Pros
A few smart engineers and ICs still trying to do real work despite constant interference. Exposure to email security space, if you can survive the politics long enough.
Cons
Product leadership is a disaster. The CPTO sets the tone with paranoia, control, and obsession over trivial details. Instead of vision, you get micromanagement, fear, and endless scrutiny. There is no trust in PMs. Every decision has to be rubber-stamped at the top. You’re not hired to build products — you’re hired to execute orders, sit through constant micromanagement, and write status updates. Favouritism is rampant. A small inner circle of product leaders is untouchable, regardless of competence. If you’re not part of it, brace yourself for nitpicking, scrutiny over the smallest details, and being thrown under the bus. Leadership rewards loyalty over skill, and those outside the circle are treated as expendable. Many of the product leaders themselves lack real product or technical depth, yet they control every decision. Their approach relies more on intimidation and politics than on collaboration or customer value. Instead of empowering teams, they undermine them with favoritism, micromanagement, and power plays. Performance Improvement Plans are weaponized. They’re not used to develop people — they’re used to get rid of those who don’t fit into leadership’s inner circle. The process is punitive by design and serves as a constant reminder that anyone can be targeted next. Strategy doesn’t exist.

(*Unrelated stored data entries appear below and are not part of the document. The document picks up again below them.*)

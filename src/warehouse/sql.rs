//! SQL statement builders and identifier normalization for the load protocol.
//!
//! Every statement the orchestrator sends to the warehouse is produced here,
//! so the exact SQL surface is testable in one place. Identifier quoting
//! follows Snowflake rules: a quoted identifier preserves case, an unquoted
//! one is folded, so table and field names are quoted whenever the user asked
//! for case sensitivity or the name would not survive as a plain identifier.

use once_cell::sync::Lazy;
use regex::Regex;

static RE_UNQUOTED_IDENT: Lazy<Regex> =
    Lazy::new(|| Regex::new(r"^[A-Za-z_][A-Za-z0-9_$]*$").expect("Invalid regex"));

/// Check if a word is reserved in the warehouse SQL dialect.
///
/// Reserved words must be double-quoted even when the user did not ask for
/// case-sensitive identifiers.
pub fn is_reserved_word(word: &str) -> bool {
    const RESERVED_WORDS: &[&str] = &[
        "all",
        "alter",
        "and",
        "any",
        "as",
        "between",
        "by",
        "case",
        "cast",
        "check",
        "column",
        "connect",
        "constraint",
        "create",
        "cross",
        "current",
        "current_date",
        "current_time",
        "current_timestamp",
        "current_user",
        "database",
        "default",
        "delete",
        "distinct",
        "drop",
        "else",
        "exists",
        "false",
        "following",
        "for",
        "from",
        "full",
        "grant",
        "group",
        "having",
        "ilike",
        "in",
        "increment",
        "inner",
        "insert",
        "intersect",
        "into",
        "is",
        "join",
        "lateral",
        "left",
        "like",
        "limit",
        "localtime",
        "localtimestamp",
        "minus",
        "natural",
        "not",
        "null",
        "of",
        "on",
        "or",
        "order",
        "qualify",
        "regexp",
        "revoke",
        "right",
        "rlike",
        "row",
        "rows",
        "sample",
        "schema",
        "select",
        "set",
        "some",
        "start",
        "table",
        "tablesample",
        "then",
        "to",
        "trigger",
        "true",
        "try_cast",
        "union",
        "unique",
        "update",
        "using",
        "values",
        "view",
        "when",
        "whenever",
        "where",
        "with",
    ];

    let lower = word.to_lowercase();
    RESERVED_WORDS.contains(&lower.as_str())
}

/// Normalize a table or column identifier for use in a statement.
///
/// Always double-quotes when `case_sensitive` is set; otherwise quotes only
/// reserved words and names that are not plain unquoted identifiers.
/// Embedded double quotes are doubled.
pub fn normalize_identifier(name: &str, case_sensitive: bool) -> String {
    if case_sensitive || is_reserved_word(name) || !RE_UNQUOTED_IDENT.is_match(name) {
        format!("\"{}\"", name.replace('"', "\"\""))
    } else {
        name.to_string()
    }
}

/// Select the active warehouse.
pub fn use_warehouse(warehouse: &str) -> String {
    format!("USE WAREHOUSE {warehouse}")
}

/// Select the active database and schema.
pub fn use_schema(database: &str, schema: &str) -> String {
    format!("USE SCHEMA {database}.{schema}")
}

/// Recreate the target table with a single VARIANT column.
///
/// `table` and `field` must already be normalized.
pub fn create_table(table: &str, field: &str) -> String {
    format!("CREATE OR REPLACE TABLE {table} ({field} VARIANT)")
}

/// Remove all rows from the target table, preserving its schema.
pub fn truncate_table(table: &str) -> String {
    format!("TRUNCATE TABLE {table}")
}

/// Upload one local file into the table's implicit stage.
///
/// Path separators are normalized to forward slashes; `PARALLEL=64` is an
/// instruction to the warehouse client's transfer layer, not app-level
/// concurrency.
pub fn put_file(path: &str, table: &str) -> String {
    let path = path.replace('\\', "/");
    format!("PUT 'file://{path}' @%{table} PARALLEL=64 OVERWRITE=TRUE")
}

/// Load all staged files of the given format into the table.
///
/// Staged files are purged after a successful load.
pub fn copy_into(table: &str, file_type: &str) -> String {
    format!("COPY INTO {table} FILE_FORMAT = (TYPE={file_type} COMPRESSION=GZIP) PURGE = TRUE")
}

/// Suspend the warehouse's compute.
pub fn suspend_warehouse(warehouse: &str) -> String {
    format!("ALTER WAREHOUSE {warehouse} SUSPEND")
}
//! Host-facing reporting and the per-run log file
//!
//! The host engine owns the user-visible message surface; this module
//! couples it with a durable append-only log file created fresh for every
//! run. Everything surfaced as info or error is mirrored into the log and
//! emitted as a `tracing` event for embedders that subscribe.

use chrono::Local;
use std::fs::{File, OpenOptions};
use std::io::Write;
use std::path::{Path, PathBuf};
use thiserror::Error;
use tracing::{error, info, warn};

/// Log filename inside the timestamped run directory
pub const LOG_FILENAME: &str = "snowflake_connector.log";

/// Errors that can occur while setting up the run log.
#[derive(Debug, Error)]
pub enum ReportError {
    /// Creating the run directory or log file failed
    #[error("Failed to set up the run log: {0}")]
    LogSetup(#[from] std::io::Error),
}

/// Handle into the host ETL engine, implemented by the embedder.
///
/// Models the message surface the connector reaches through: user-visible
/// info and error messages, the file-output channel (used once at startup to
/// note a fallback temp directory), upstream-driven progress, and the
/// host-provided default temp path.
pub trait HostEngine {
    /// Surface an informational message.
    fn info(&self, message: &str);

    /// Surface an error message.
    fn error(&self, message: &str);

    /// Surface a file-output notice.
    fn file_output(&self, message: &str);

    /// Report fractional progress (0.0–1.0) of the upstream record push.
    fn progress(&self, fraction: f64);

    /// Platform default temp directory, used when settings carry none.
    fn default_temp_dir(&self) -> PathBuf;
}

/// Append-only log file for one run.
///
/// Lives in a subdirectory of the temp directory named by the run's
/// Unix-epoch-seconds timestamp. Lines are `<timestamp> - <message>`.
pub struct RunLog {
    dir: PathBuf,
    file: File,
}

impl RunLog {
    /// Create the timestamped run directory and open the log inside it.
    pub fn create(temp_dir: &Path) -> Result<Self, ReportError> {
        let dir = temp_dir.join(chrono::Utc::now().timestamp().to_string());
        std::fs::create_dir_all(&dir)?;
        let file = OpenOptions::new()
            .append(true)
            .create(true)
            .open(dir.join(LOG_FILENAME))?;
        Ok(Self { dir, file })
    }

    /// The run directory holding the log.
    pub fn dir(&self) -> &Path {
        &self.dir
    }

    /// Full path of the log file.
    pub fn path(&self) -> PathBuf {
        self.dir.join(LOG_FILENAME)
    }

    /// Append one message line.
    pub fn append(&mut self, message: &str) -> std::io::Result<()> {
        let line = format!(
            "{} - {}\n",
            Local::now().format("%Y-%m-%d %H:%M:%S,%3f"),
            message
        );
        self.file.write_all(line.as_bytes())
    }
}

/// Couples the host message surface with the run log.
///
/// Info and error messages go to the host, to `tracing`, and into the run
/// log once it is open. Log-append failures are not fatal to the run.
pub struct Reporter<H: HostEngine> {
    host: H,
    log: Option<RunLog>,
}

impl<H: HostEngine> Reporter<H> {
    /// Create a reporter with no log open yet.
    pub fn new(host: H) -> Self {
        Self { host, log: None }
    }

    /// The wrapped host handle.
    pub fn host(&self) -> &H {
        &self.host
    }

    /// The open run directory, if any.
    pub fn log_dir(&self) -> Option<&Path> {
        self.log.as_ref().map(RunLog::dir)
    }

    /// Create the run directory and open this run's log.
    pub fn open_log(&mut self, temp_dir: &Path) -> Result<(), ReportError> {
        self.log = Some(RunLog::create(temp_dir)?);
        Ok(())
    }

    /// Surface an informational message, mirrored into the run log.
    pub fn info(&mut self, message: &str) {
        info!("{message}");
        self.host.info(message);
        self.log_line(message);
    }

    /// Surface an error message, mirrored into the run log.
    pub fn error(&mut self, message: &str) {
        error!("{message}");
        self.host.error(message);
        self.log_line(message);
    }

    /// Surface a file-output notice (host only).
    pub fn file_output(&self, message: &str) {
        self.host.file_output(message);
    }

    /// Pass upstream progress through to the host.
    pub fn progress(&self, fraction: f64) {
        self.host.progress(fraction);
    }

    fn log_line(&mut self, message: &str) {
        if let Some(log) = self.log.as_mut()
            && log.append(message).is_err()
        {
            warn!("Failed to append to the run log");
        }
    }
}

#[cfg(test)]
mod tests {
    use super::*;
    use std::cell::RefCell;
    use tempfile::TempDir;

    struct StubHost {
        infos: RefCell<Vec<String>>,
        errors: RefCell<Vec<String>>,
    }

    impl StubHost {
        fn new() -> Self {
            Self {
                infos: RefCell::new(Vec::new()),
                errors: RefCell::new(Vec::new()),
            }
        }
    }

    impl HostEngine for StubHost {
        fn info(&self, message: &str) {
            self.infos.borrow_mut().push(message.to_string());
        }
        fn error(&self, message: &str) {
            self.errors.borrow_mut().push(message.to_string());
        }
        fn file_output(&self, _message: &str) {}
        fn progress(&self, _fraction: f64) {}
        fn default_temp_dir(&self) -> PathBuf {
            std::env::temp_dir()
        }
    }

    #[test]
    fn test_run_log_creates_timestamped_dir() {
        let temp = TempDir::new().unwrap();
        let log = RunLog::create(temp.path()).unwrap();
        let dir_name = log.dir().file_name().unwrap().to_string_lossy().to_string();
        assert!(dir_name.chars().all(|c| c.is_ascii_digit()));
        assert!(log.path().exists());
    }

    #[test]
    fn test_run_log_line_format() {
        let temp = TempDir::new().unwrap();
        let mut log = RunLog::create(temp.path()).unwrap();
        log.append("Authenticated via Snowflake").unwrap();
        log.append("Processed 3 records").unwrap();

        let content = std::fs::read_to_string(log.path()).unwrap();
        let lines: Vec<&str> = content.lines().collect();
        assert_eq!(lines.len(), 2);
        for line in &lines {
            let (timestamp, message) = line.split_once(" - ").unwrap();
            // %Y-%m-%d %H:%M:%S,%3f
            assert_eq!(timestamp.len(), 23);
            assert!(timestamp.contains(','));
            assert!(!message.is_empty());
        }
        assert!(lines[0].ends_with("Authenticated via Snowflake"));
    }

    #[test]
    fn test_reporter_mirrors_into_log() {
        let temp = TempDir::new().unwrap();
        let mut reporter = Reporter::new(StubHost::new());
        reporter.open_log(temp.path()).unwrap();
        reporter.info("hello");
        reporter.error("goodbye");

        assert_eq!(reporter.host().infos.borrow().as_slice(), ["hello"]);
        assert_eq!(reporter.host().errors.borrow().as_slice(), ["goodbye"]);

        let log_path = reporter.log_dir().unwrap().join(LOG_FILENAME);
        let content = std::fs::read_to_string(log_path).unwrap();
        assert!(content.contains(" - hello"));
        assert!(content.contains(" - goodbye"));
    }

    #[test]
    fn test_reporter_without_log_still_reaches_host() {
        let mut reporter = Reporter::new(StubHost::new());
        reporter.info("early message");
        assert_eq!(
            reporter.host().infos.borrow().as_slice(),
            ["early message"]
        );
    }
}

Priorities change weekly, dictated more by politics and escalations than customer value or product vision. Long-term planning is a joke. The culture is toxic and fear-driven. Teams spend more energy avoiding blame than delivering innovation. Creativity is crushed because stepping out of line means becoming a target. Collaboration is broken. Product and engineering alignment is nonexistent. Dependencies drag forever, but leadership only points fingers instead of fixing systemic issues. Career growth is dead. Promotions and recognition are based on proximity to leadership’s ego, not merit. Talented PMs stagnate or leave, while “favorites” get rewarded for mediocrity. Leadership turnover is high, morale is lower, and the best people are already heading for the exits.